## REQUIRED WORK
If a line below contains the word "Compact", count it; give only the total.

== DATASET EXCERPTS

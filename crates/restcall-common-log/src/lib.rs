//! Logging infrastructure for restcall.
//!
//! Operator-facing output goes through `tracing`. The per-transaction
//! diagnostic logs returned to callers live in `restcall-common-core` and are
//! independent of whatever subscriber is installed here.

use std::io;
use std::path::PathBuf;
use std::sync::Arc;
use tracing::Subscriber;
use tracing_subscriber::{
    fmt::{self, format::FmtSpan, MakeWriter},
    layer::SubscriberExt,
    registry::LookupSpan,
    util::SubscriberInitExt,
    EnvFilter, Layer,
};

/// Logging configuration.
#[derive(Debug, Clone)]
pub struct LogConfig {
    /// Minimum log level.
    pub level: LogLevel,
    /// Output format.
    pub format: LogFormat,
    /// Log file path (if file logging enabled).
    pub file_path: Option<PathBuf>,
    /// Include timestamps.
    pub timestamps: bool,
    /// Include source location.
    pub source_location: bool,
    /// Include span open/close events.
    pub span_events: bool,
}

/// Log level.
#[derive(Debug, Clone, Copy, Default, PartialEq, Eq)]
pub enum LogLevel {
    Trace,
    Debug,
    #[default]
    Info,
    Warn,
    Error,
}

impl From<LogLevel> for tracing_subscriber::filter::LevelFilter {
    fn from(level: LogLevel) -> Self {
        match level {
            LogLevel::Trace => tracing_subscriber::filter::LevelFilter::TRACE,
            LogLevel::Debug => tracing_subscriber::filter::LevelFilter::DEBUG,
            LogLevel::Info => tracing_subscriber::filter::LevelFilter::INFO,
            LogLevel::Warn => tracing_subscriber::filter::LevelFilter::WARN,
            LogLevel::Error => tracing_subscriber::filter::LevelFilter::ERROR,
        }
    }
}

impl LogLevel {
    /// Parse from string.
    pub fn parse(s: &str) -> Option<Self> {
        match s.to_lowercase().as_str() {
            "trace" => Some(Self::Trace),
            "debug" => Some(Self::Debug),
            "info" => Some(Self::Info),
            "warn" | "warning" => Some(Self::Warn),
            "error" => Some(Self::Error),
            _ => None,
        }
    }

    /// Directive string understood by `EnvFilter`.
    pub fn as_directive(&self) -> &'static str {
        match self {
            Self::Trace => "trace",
            Self::Debug => "debug",
            Self::Info => "info",
            Self::Warn => "warn",
            Self::Error => "error",
        }
    }
}

/// Log output format.
#[derive(Debug, Clone, Copy, Default, PartialEq, Eq)]
pub enum LogFormat {
    /// Human-readable multi-field format.
    #[default]
    Pretty,
    /// Compact single-line format.
    Compact,
    /// JSON structured format.
    Json,
}

impl LogFormat {
    /// Parse from string; unknown values fall back to `Pretty`.
    pub fn parse(s: &str) -> Self {
        match s.to_lowercase().as_str() {
            "json" => Self::Json,
            "compact" => Self::Compact,
            _ => Self::Pretty,
        }
    }
}

impl Default for LogConfig {
    fn default() -> Self {
        Self {
            level: LogLevel::default(),
            format: LogFormat::default(),
            file_path: None,
            timestamps: true,
            source_location: false,
            span_events: false,
        }
    }
}

/// Environment variables read by [`LogConfig::from_env`].
pub mod vars {
    pub const RESTCALL_LOG_LEVEL: &str = "RESTCALL_LOG_LEVEL";
    pub const RESTCALL_LOG_FORMAT: &str = "RESTCALL_LOG_FORMAT";
    pub const RESTCALL_LOG_FILE: &str = "RESTCALL_LOG_FILE";
    pub const RESTCALL_LOG_SOURCE: &str = "RESTCALL_LOG_SOURCE";
    pub const RESTCALL_LOG_SPANS: &str = "RESTCALL_LOG_SPANS";
    pub const RUST_LOG: &str = "RUST_LOG";
}

impl LogConfig {
    /// Create config from environment variables.
    pub fn from_env() -> Self {
        let mut config = Self::default();

        let level = std::env::var(vars::RESTCALL_LOG_LEVEL).or_else(|_| std::env::var(vars::RUST_LOG));
        if let Some(l) = level.ok().as_deref().and_then(LogLevel::parse) {
            config.level = l;
        }

        if let Ok(format) = std::env::var(vars::RESTCALL_LOG_FORMAT) {
            config.format = LogFormat::parse(&format);
        }

        if let Ok(file_path) = std::env::var(vars::RESTCALL_LOG_FILE) {
            config.file_path = Some(PathBuf::from(file_path));
        }

        if let Ok(source_location) = std::env::var(vars::RESTCALL_LOG_SOURCE) {
            config.source_location = is_truthy(&source_location);
        }

        if let Ok(span_events) = std::env::var(vars::RESTCALL_LOG_SPANS) {
            config.span_events = is_truthy(&span_events);
        }

        config
    }

    fn fmt_span(&self) -> FmtSpan {
        if self.span_events {
            FmtSpan::NEW | FmtSpan::CLOSE
        } else {
            FmtSpan::NONE
        }
    }
}

fn is_truthy(value: &str) -> bool {
    value.eq_ignore_ascii_case("true") || value == "1"
}

/// Build one formatting layer writing to `writer`.
fn fmt_layer<S, W>(config: &LogConfig, writer: W, ansi: bool) -> Box<dyn Layer<S> + Send + Sync>
where
    S: Subscriber + for<'a> LookupSpan<'a>,
    W: for<'w> MakeWriter<'w> + Send + Sync + 'static,
{
    let base = fmt::layer()
        .with_writer(writer)
        .with_ansi(ansi)
        .with_target(true)
        .with_file(config.source_location)
        .with_line_number(config.source_location)
        .with_span_events(config.fmt_span());

    match (config.format, config.timestamps) {
        (LogFormat::Pretty, true) => base.boxed(),
        (LogFormat::Pretty, false) => base.without_time().boxed(),
        (LogFormat::Compact, true) => base.compact().boxed(),
        (LogFormat::Compact, false) => base.compact().without_time().boxed(),
        (LogFormat::Json, true) => base.json().boxed(),
        (LogFormat::Json, false) => base.json().without_time().boxed(),
    }
}

/// Initialize logging with the given configuration.
///
/// `RUST_LOG`-style directives in the environment take precedence over
/// `config.level`.
pub fn init(config: LogConfig) -> Result<(), LogError> {
    let filter = EnvFilter::try_from_default_env()
        .unwrap_or_else(|_| EnvFilter::new(config.level.as_directive()));

    let file_layer = match &config.file_path {
        Some(path) => {
            let file = std::fs::OpenOptions::new()
                .create(true)
                .append(true)
                .open(path)?;
            Some(fmt_layer(&config, Arc::new(file), false))
        }
        None => None,
    };

    tracing_subscriber::registry()
        .with(filter)
        .with(fmt_layer(&config, io::stderr, true))
        .with(file_layer)
        .try_init()
        .map_err(|e| LogError::InitError(e.to_string()))
}

/// Logging errors.
#[derive(Debug, thiserror::Error)]
pub enum LogError {
    #[error("failed to initialize logging: {0}")]
    InitError(String),

    #[error("failed to open log file: {0}")]
    FileError(#[from] io::Error),
}

/// Convenience macros re-exported from tracing.
pub use tracing::{debug, error, info, trace, warn};

/// Span helpers for transactions.
pub mod spans;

====

## SOLVED EXERCISE
5